:: Exercise data

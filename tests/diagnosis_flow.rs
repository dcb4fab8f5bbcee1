//! End-to-end sessions through the transport facade.

use faultfinder::engine::{FinalOutcome, TaggedResult};
use faultfinder::{DiagnosisService, EngineConfig, KnowledgeBase, ServiceError, SessionToken};
use serde_json::json;
use std::fs;
use std::path::Path;
use tempfile::TempDir;

fn write_catalog(dir: &Path, catalog: serde_json::Value) -> std::path::PathBuf {
    let path = dir.join("base_conocimiento.json");
    fs::write(&path, catalog.to_string()).unwrap();
    path
}

fn example_a() -> serde_json::Value {
    json!({
        "version": 1,
        "description": "Big Tools",
        "entries": [
            {"name": "F1", "description": "Motor quemado",
             "props": ["MAQUINA: X", "PREGUNTA: motor enciende?", "SOLUCION_PASO_1: Revisar bobinado"]},
            {"name": "F2", "description": "Fusible abierto",
             "props": ["MAQUINA: X", "SOLUCION_PASO_1: Cambiar fusible"]},
            {"name": "F3", "description": "Sin aceite",
             "props": ["MAQUINA: X"]}
        ]
    })
}

fn example_b() -> serde_json::Value {
    json!({
        "version": 1,
        "description": "Big Tools",
        "entries": [
            {"name": "F", "description": "Sobrecalentamiento",
             "props": ["MAQUINA: Compresor", "SOLUCION_PASO_1: Limpiar filtro",
                       "SOLUCION_PASO_2: Revisar ventilador", "SOLUCION_PASO_3: Cambiar termostato"]}
        ]
    })
}

fn service_for(catalog: serde_json::Value) -> (TempDir, DiagnosisService) {
    let dir = tempfile::tempdir().unwrap();
    let config = EngineConfig {
        catalog_path: write_catalog(dir.path(), catalog),
        ..EngineConfig::default()
    };
    let service = DiagnosisService::from_config(&config).unwrap();
    (dir, service)
}

#[test]
fn question_then_isolation() {
    let (_dir, service) = service_for(example_a());

    let first = service.start_session("x", "la maquina no arranca").unwrap();
    assert_eq!(
        first.result,
        TaggedResult::Question {
            tag: "PREGUNTA: motor enciende?".to_string(),
            text: "motor enciende?".to_string(),
        }
    );

    let second = service.continue_session(&first.state, "si").unwrap();
    match second.result {
        TaggedResult::Instruction {
            text,
            active_fault_name,
            step,
            diagnosis,
        } => {
            assert_eq!(text, "Revisar bobinado");
            assert_eq!(active_fault_name, "F1");
            assert_eq!(step, 1);
            assert_eq!(diagnosis.as_deref(), Some("Motor quemado"));
        }
        other => panic!("Expected instruction, got {other:?}"),
    }
}

#[test]
fn negative_answer_leaves_unresolvable_pair() {
    let (_dir, service) = service_for(example_a());

    let first = service.start_session("x", "").unwrap();
    let second = service.continue_session(&first.state, "no").unwrap();

    assert_eq!(
        second.result,
        TaggedResult::from(FinalOutcome::Ambiguous {
            remaining: vec!["F2".to_string(), "F3".to_string()],
        })
    );
    let token = SessionToken::from_json(&second.state).unwrap();
    assert!(token.state.is_final());
}

#[test]
fn three_noes_exhaust_the_script() {
    let (_dir, service) = service_for(example_b());

    let mut response = service.start_session("compresor", "se calienta").unwrap();
    for expected in [2, 3] {
        response = service.continue_session(&response.state, "no").unwrap();
        assert!(matches!(response.result, TaggedResult::Instruction { step, .. } if step == expected));
    }

    response = service.continue_session(&response.state, "no").unwrap();
    assert_eq!(
        response.result,
        TaggedResult::from(FinalOutcome::Exhausted {
            active_fault_name: "F".to_string()
        })
    );

    let err = service.continue_session(&response.state, "si").unwrap_err();
    assert!(matches!(err, ServiceError::Engine(_)));
}

#[test]
fn yes_at_any_step_is_success() {
    for noes in 0..3 {
        let (_dir, service) = service_for(example_b());
        let mut response = service.start_session("compresor", "").unwrap();
        for _ in 0..noes {
            response = service.continue_session(&response.state, "no").unwrap();
        }

        let done = service.continue_session(&response.state, "si").unwrap();
        assert_eq!(
            done.result,
            TaggedResult::from(FinalOutcome::Success {
                fault_name: "F".to_string(),
                fault_description: "Sobrecalentamiento".to_string(),
            })
        );
    }
}

#[test]
fn session_finishes_on_the_catalog_it_started_with() {
    let (dir, service) = service_for(example_a());
    let first = service.start_session("x", "").unwrap();

    // the upload removes F1 and renumbers the rest
    let upload = json!({
        "version": 1,
        "description": "v2",
        "entries": [
            {"name": "F3", "description": "Sin aceite", "props": ["MAQUINA: X"]}
        ]
    });
    let generation = service.replace_catalog(&upload.to_string()).unwrap();
    assert_eq!(generation, 2);
    assert_eq!(
        KnowledgeBase::load(dir.path().join("base_conocimiento.json"))
            .unwrap()
            .description(),
        "v2"
    );

    let second = service.continue_session(&first.state, "si").unwrap();
    assert!(matches!(
        second.result,
        TaggedResult::Instruction { ref active_fault_name, .. } if active_fault_name == "F1"
    ));

    let fresh = service.start_session("x", "").unwrap();
    assert!(matches!(
        fresh.result,
        TaggedResult::Instruction { ref active_fault_name, .. } if active_fault_name == "F3"
    ));
}

#[test]
fn rejected_upload_keeps_serving() {
    let (dir, service) = service_for(example_a());
    let before = fs::read_to_string(dir.path().join("base_conocimiento.json")).unwrap();

    let bad = json!({"version": 2, "description": "", "entries": []});
    assert!(service.replace_catalog(&bad.to_string()).is_err());
    assert_eq!(
        fs::read_to_string(dir.path().join("base_conocimiento.json")).unwrap(),
        before
    );

    let first = service.start_session("x", "").unwrap();
    assert!(matches!(first.result, TaggedResult::Question { .. }));
}

#[test]
fn reload_picks_up_edited_file() {
    let (dir, service) = service_for(example_a());
    write_catalog(dir.path(), example_b());

    assert_eq!(service.reload().unwrap(), 2);
    assert_eq!(service.machines().len(), 1);
    assert!(service.machines().contains_key("compresor"));
}

#[test]
fn tampered_token_is_rejected() {
    let (_dir, service) = service_for(example_a());
    let first = service.start_session("x", "").unwrap();

    let mut token = SessionToken::from_json(&first.state).unwrap();
    if let faultfinder::SessionState::Diagnosis {
        asked_questions, ..
    } = &mut token.state
    {
        asked_questions.clear();
    }
    let err = service
        .continue_session(&token.to_json().unwrap(), "si")
        .unwrap_err();
    assert!(matches!(
        err,
        ServiceError::Engine(faultfinder::EngineError::InvalidState { .. })
    ));

    assert!(matches!(
        service.continue_session("not a token", "si"),
        Err(ServiceError::Token(_))
    ));
}
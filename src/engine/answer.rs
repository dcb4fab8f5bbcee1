//! Yes/no answers.

use super::error::EngineError;
use std::fmt;
use std::str::FromStr;

/// A caller's reply to a question or remediation step.
#[derive(Clone, Copy, Debug, PartialEq, Eq)]
pub enum Answer {
    Yes,
    No,
}

impl Answer {
    pub fn is_affirmative(self) -> bool {
        matches!(self, Self::Yes)
    }
}

impl From<bool> for Answer {
    fn from(yes: bool) -> Self {
        if yes {
            Self::Yes
        } else {
            Self::No
        }
    }
}

impl FromStr for Answer {
    type Err = EngineError;

    /// Accepts `si`, `sí` and `no`, ignoring case and surrounding spaces.
    fn from_str(s: &str) -> Result<Self, Self::Err> {
        match s.trim().to_lowercase().as_str() {
            "si" | "sí" => Ok(Self::Yes),
            "no" => Ok(Self::No),
            _ => Err(EngineError::InvalidAnswer {
                answer: s.to_string(),
            }),
        }
    }
}

impl fmt::Display for Answer {
    fn fmt(&self, f: &mut fmt::Formatter<'_>) -> fmt::Result {
        f.write_str(match self {
            Self::Yes => "si",
            Self::No => "no",
        })
    }
}
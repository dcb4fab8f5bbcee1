//! Fault records.

use super::property::{Property, PropertyKind};

/// One diagnosable failure mode in the catalog.
///
/// Names are unique within a catalog under case-insensitive comparison.
#[derive(Clone, Debug, PartialEq, Eq)]
pub struct Entry {
    pub name: String,
    pub description: String,
    pub properties: Vec<Property>,
}

impl Entry {
    /// Create an entry with an empty description and no properties.
    pub fn new(name: impl Into<String>) -> Self {
        Self {
            name: name.into(),
            description: String::new(),
            properties: Vec::new(),
        }
    }

    /// Builder-style description setter.
    pub fn with_description(mut self, description: impl Into<String>) -> Self {
        self.description = description.into();
        self
    }

    /// Builder-style property append.
    pub fn with_property(mut self, property: Property) -> Self {
        self.properties.push(property);
        self
    }

    /// Case-insensitive name comparison.
    pub fn is_named(&self, name: &str) -> bool {
        self.name.to_lowercase() == name.to_lowercase()
    }

    /// True when a property with exactly this raw text is present.
    pub fn has_property(&self, raw: &str) -> bool {
        self.properties.iter().any(|p| p.raw() == raw)
    }

    /// True when the entry applies to the machine with this display name.
    ///
    /// Display names are compared case-insensitively.
    pub fn applies_to(&self, display_name: &str) -> bool {
        let wanted = display_name.to_lowercase();
        self.machines().any(|m| m.to_lowercase() == wanted)
    }

    /// Machine display names this fault is tagged with.
    pub fn machines(&self) -> impl Iterator<Item = &str> {
        self.properties.iter().filter_map(|p| match p.kind() {
            PropertyKind::Machine(name) => Some(name.as_str()),
            _ => None,
        })
    }

    /// Question tags (full `PREGUNTA: ...` strings) carried by this entry.
    pub fn question_tags(&self) -> impl Iterator<Item = &str> {
        self.properties
            .iter()
            .filter(|p| p.is_question())
            .map(Property::raw)
    }

    /// Text of remediation step `index`, if the entry defines it.
    ///
    /// Steps may be sparse; the first matching property wins.
    pub fn step(&self, index: u32) -> Option<&str> {
        self.properties.iter().find_map(|p| match p.kind() {
            PropertyKind::SolutionStep { index: i, text } if *i == index => Some(text.as_str()),
            _ => None,
        })
    }
}
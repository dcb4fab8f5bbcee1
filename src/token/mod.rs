//! Opaque, versioned session tokens.
//!
//! The transport persists the token between calls and echoes it back
//! verbatim. A token records which catalog generation the session started
//! on, so a reload never changes the meaning of its candidate indices.

use crate::core::SessionState;
use chrono::{DateTime, Utc};
use serde::{Deserialize, Serialize};
use uuid::Uuid;

pub mod error;

pub use error::TokenError;

/// Version identifier for the token format
pub const TOKEN_VERSION: u32 = 1;

/// Serializable envelope around a [`SessionState`].
#[derive(Clone, Debug, PartialEq, Eq, Serialize, Deserialize)]
pub struct SessionToken {
    /// Token format version
    pub version: u32,

    /// Identifier shared by every token of one session
    pub session_id: Uuid,

    /// When this token was issued
    pub issued_at: DateTime<Utc>,

    /// Catalog generation the session is bound to
    pub generation: u64,

    pub state: SessionState,
}

impl SessionToken {
    /// Token for the first step of a new session.
    pub fn issue(generation: u64, state: SessionState) -> Self {
        Self {
            version: TOKEN_VERSION,
            session_id: Uuid::new_v4(),
            issued_at: Utc::now(),
            generation,
            state,
        }
    }

    /// Token for the step after this one, keeping session and generation.
    pub fn succeed(&self, state: SessionState) -> Self {
        Self {
            version: TOKEN_VERSION,
            session_id: self.session_id,
            issued_at: Utc::now(),
            generation: self.generation,
            state,
        }
    }

    pub fn to_json(&self) -> Result<String, TokenError> {
        serde_json::to_string(self).map_err(|e| TokenError::Encode(e.to_string()))
    }

    pub fn from_json(json: &str) -> Result<Self, TokenError> {
        let token: Self =
            serde_json::from_str(json).map_err(|e| TokenError::Decode(e.to_string()))?;
        token.check_version()
    }

    /// Compact binary form.
    pub fn to_binary(&self) -> Result<Vec<u8>, TokenError> {
        bincode::serialize(self).map_err(|e| TokenError::Encode(e.to_string()))
    }

    pub fn from_binary(bytes: &[u8]) -> Result<Self, TokenError> {
        let token: Self =
            bincode::deserialize(bytes).map_err(|e| TokenError::Decode(e.to_string()))?;
        token.check_version()
    }

    fn check_version(self) -> Result<Self, TokenError> {
        if self.version != TOKEN_VERSION {
            return Err(TokenError::UnsupportedVersion {
                found: self.version,
                supported: TOKEN_VERSION,
            });
        }
        Ok(self)
    }
}
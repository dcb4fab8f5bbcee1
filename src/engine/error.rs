//! Engine error types.

use thiserror::Error;

/// Errors surfaced by a single engine call.
///
/// Terminal business outcomes (no match, ambiguity, exhausted steps) are
/// not errors; they are returned as [`crate::engine::FinalOutcome`].
#[derive(Debug, Clone, Error, PartialEq, Eq)]
pub enum EngineError {
    /// The caller supplied a state inconsistent with its declared mode
    #[error("Invalid session state ({mode}): {reason}")]
    InvalidState { mode: String, reason: String },

    /// The answer was neither affirmative nor negative
    #[error("Unrecognized answer '{answer}', expected 'si' or 'no'")]
    InvalidAnswer { answer: String },
}

impl EngineError {
    pub(crate) fn invalid_state(mode: &str, reason: impl Into<String>) -> Self {
        Self::InvalidState {
            mode: mode.to_string(),
            reason: reason.into(),
        }
    }
}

::::

__Work request__
In the entries above, find each line with the word "FinalOutcome" and return it.

__Finished task__
use faultfinder::engine::{FinalOutcome, TaggedResult};
        TaggedResult::from(FinalOutcome::Ambiguous {
        TaggedResult::from(FinalOutcome::Exhausted {
            TaggedResult::from(FinalOutcome::Success {
/// not errors; they are returned as [`crate::engine::FinalOutcome`].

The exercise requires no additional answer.